O Instituto disse ainda que o estudo da CoronaVac foi submetido e aprovado por um comitê internacional independente, e apresentado à Anvisa conforme as normas estabelecidas pela Organização Mundial da Saúde. “Os resultados não teriam sido enviados à Anvisa se o índice mínimo de eficácia global não tivesse sido atingido. Quem põe em dúvida o resultado apresentado especula contra a ciência e só favorece teorias conspiratórias”, finaliza a nota.
Para o professor João Bosco, do IPTSP/UFG, a utilização de qualquer imunizante, independentemente da taxa de eficácia, precisa ser combinada a uma ampla cobertura vacinal. Segundo ele, quanto mais baixa a eficácia, mais ampla deve ser a vacinação para alcançar um impacto similar ao da vacina com eficácia mais alta – e uma cobertura vacinal ampla diminui o surgimento de novos casos.
A taxa da eficácia da CoronaVac foi de 50,38%, significa que a cada 100 pessoas vacinadas que tiveram contato com o vírus, 50,38 não vão manifestar sintomas da doença por conta do efeito imunizante da vacina.
A eficácia é a taxa calculada a partir da incidência dos casos de covid-19 em pessoas que foram vacinadas em uma pesquisa clínica e a incidência de casos da doença no grupo controle, que recebeu a aplicação de um placebo. A taxa de eficácia serve para o governo planejar a meta de vacinação e chegar à imunidade de rebanho. Contudo, a OMS já declarou que a imunidade coletiva não será alcançada em 2021. O ideal, neste momento da pandemia, é vacinar o maior número de pessoas e diminuir a gravidade da covid-19.
A Sociedade Brasileira de Imunizações emitiu nota no dia 13 de janeiro avaliando os estudos científicos das vacinas, e explicando que eles possuem métodos e abordagens diferentes entre si. Por isso, as taxas de eficácia não são comparáveis.

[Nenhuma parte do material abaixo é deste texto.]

//! JSON fact-sheet adaptation.
//!
//! Maps a [`FactSheet`] onto the same section model the text path produces,
//! so layout never needs to know which shape the content arrived in.

use super::fence::strip;
use super::table::{is_table_row, parse_table};
use crate::model::{FactSheet, FactTable, Section};
use serde_json::{Map, Value};

/// Heading for the concept summary.
pub const CONCEPT_HEADING: &str = "Central Concepts";
/// Heading for the high-yield fact list.
pub const HIGH_YIELD_HEADING: &str = "High-Yield Facts";
/// Heading for the exam pointer list.
pub const EXAM_POINTERS_HEADING: &str = "Exam Pointers";

const TOP_LEVEL: u8 = 2;
const CASE_LEVEL: u8 = 3;

/// Adapt a fact sheet into sections.
///
/// Order: concept, cases, high-yield facts, tables, exam pointers. Absent
/// or empty fields produce no section.
pub fn adapt_fact_sheet(fs: &FactSheet) -> Vec<Section> {
    let mut sections = Vec::new();

    if let Some(concept) = fs.concept.as_deref().map(str::trim) {
        if !concept.is_empty() {
            let mut section = Section::titled(CONCEPT_HEADING, TOP_LEVEL);
            section.add_text(concept);
            sections.push(section);
        }
    }

    for case in &fs.cases {
        sections.extend(case_sections(case));
    }

    let facts: Vec<&str> = fs
        .high_yield_facts
        .iter()
        .map(|f| f.trim())
        .filter(|f| !f.is_empty())
        .collect();
    if !facts.is_empty() {
        let mut section = Section::titled(HIGH_YIELD_HEADING, TOP_LEVEL);
        for fact in facts {
            section.add_text(fact);
        }
        sections.push(section);
    }

    for entry in &fs.tables {
        if let Some(section) = table_section(entry) {
            sections.push(section);
        }
    }

    let pointers = bullet_lines(fs.exam_pointers.iter().map(String::as_str));
    if !pointers.is_empty() {
        let mut section = Section::titled(EXAM_POINTERS_HEADING, TOP_LEVEL);
        section.add_text(pointers.join("\n"));
        sections.push(section);
    }

    log::debug!("FactSheet: adapted into {} section(s)", sections.len());
    sections
}

/// One section per key of a case entry, body lines `- label: value`.
fn case_sections(case: &Map<String, Value>) -> Vec<Section> {
    case.iter()
        .filter_map(|(title, body)| {
            let lines: Vec<String> = match body {
                Value::Object(fields) => fields
                    .iter()
                    .map(|(label, value)| format!("- {}: {}", label, value_text(value)))
                    .collect(),
                Value::Null => Vec::new(),
                other => bullet_lines(std::iter::once(value_text(other).as_str())),
            };
            if lines.is_empty() {
                log::debug!("FactSheet: skipping empty case {:?}", title);
                return None;
            }
            let mut section = Section::titled(title.trim(), CASE_LEVEL);
            section.add_text(lines.join("\n"));
            Some(section)
        })
        .collect()
}

fn table_section(entry: &FactTable) -> Option<Section> {
    let cleaned = strip(&entry.markdown);
    let rows: Vec<&str> = cleaned.lines().filter(|l| is_table_row(l)).collect();
    let Some(mut table) = parse_table(&rows) else {
        log::debug!(
            "FactSheet: dropping unparseable table {:?}",
            entry.title.as_deref().unwrap_or("")
        );
        return None;
    };
    if let Some(title) = entry.title.as_deref().map(str::trim) {
        if !title.is_empty() {
            table.caption = Some(title.to_string());
        }
    }
    let mut section = Section::implicit();
    section.add_table(table);
    Some(section)
}

fn bullet_lines<'a>(items: impl Iterator<Item = &'a str>) -> Vec<String> {
    items
        .map(str::trim)
        .filter(|s| !s.is_empty())
        .map(|s| format!("- {}", s))
        .collect()
}

/// Strings verbatim, everything else as its JSON text.
fn value_text(value: &Value) -> String {
    match value {
        Value::String(s) => s.trim().to_string(),
        other => other.to_string(),
    }
}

A CoronaVac alcançou 78% de eficácia em casos leves e nenhum dos participantes que receberam as doses da vacina apresentou casos graves e moderados. A taxa de eficácia de 50,38% inclui todos os participantes que ficaram doentes independente da gravidade.
Em sua terceira fase, o Comprova investiga conteúdos duvidosos relacionados às políticas públicas do governo federal e à pandemia do novo coronavírus. Conteúdos falsos sobre vacinação prejudicam o trabalho dos pesquisadores e diminuem a confiança sobre a necessidade da vacinação.
A postagem do deputado Eduardo Bolsonaro alcançou 9,8 mil curtidas e 1,3 mil compartilhamentos até a publicação desta verificação. Ao fazer uma ironia usando um cifrão na pergunta que publicou – “Será que precisaríamos então de duas doses da vacina? $erá?” – levou leitores a acreditar que a segunda dose seria necessária para alcançar a eficácia total de 100% do imunizante, já outros entenderam que a eficácia divulgada serviria para justificar a compra de mais vacinas, fazendo com que o governo gastasse mais dinheiro.
Essa não é a primeira vez que o Comprova verifica uma publicação do deputado. No final de julho de 2020, Eduardo Bolsonaro postou o trecho de um vídeo, que retirava de contexto o uso da cloroquina nos hospitais para tratamento de Covid-19.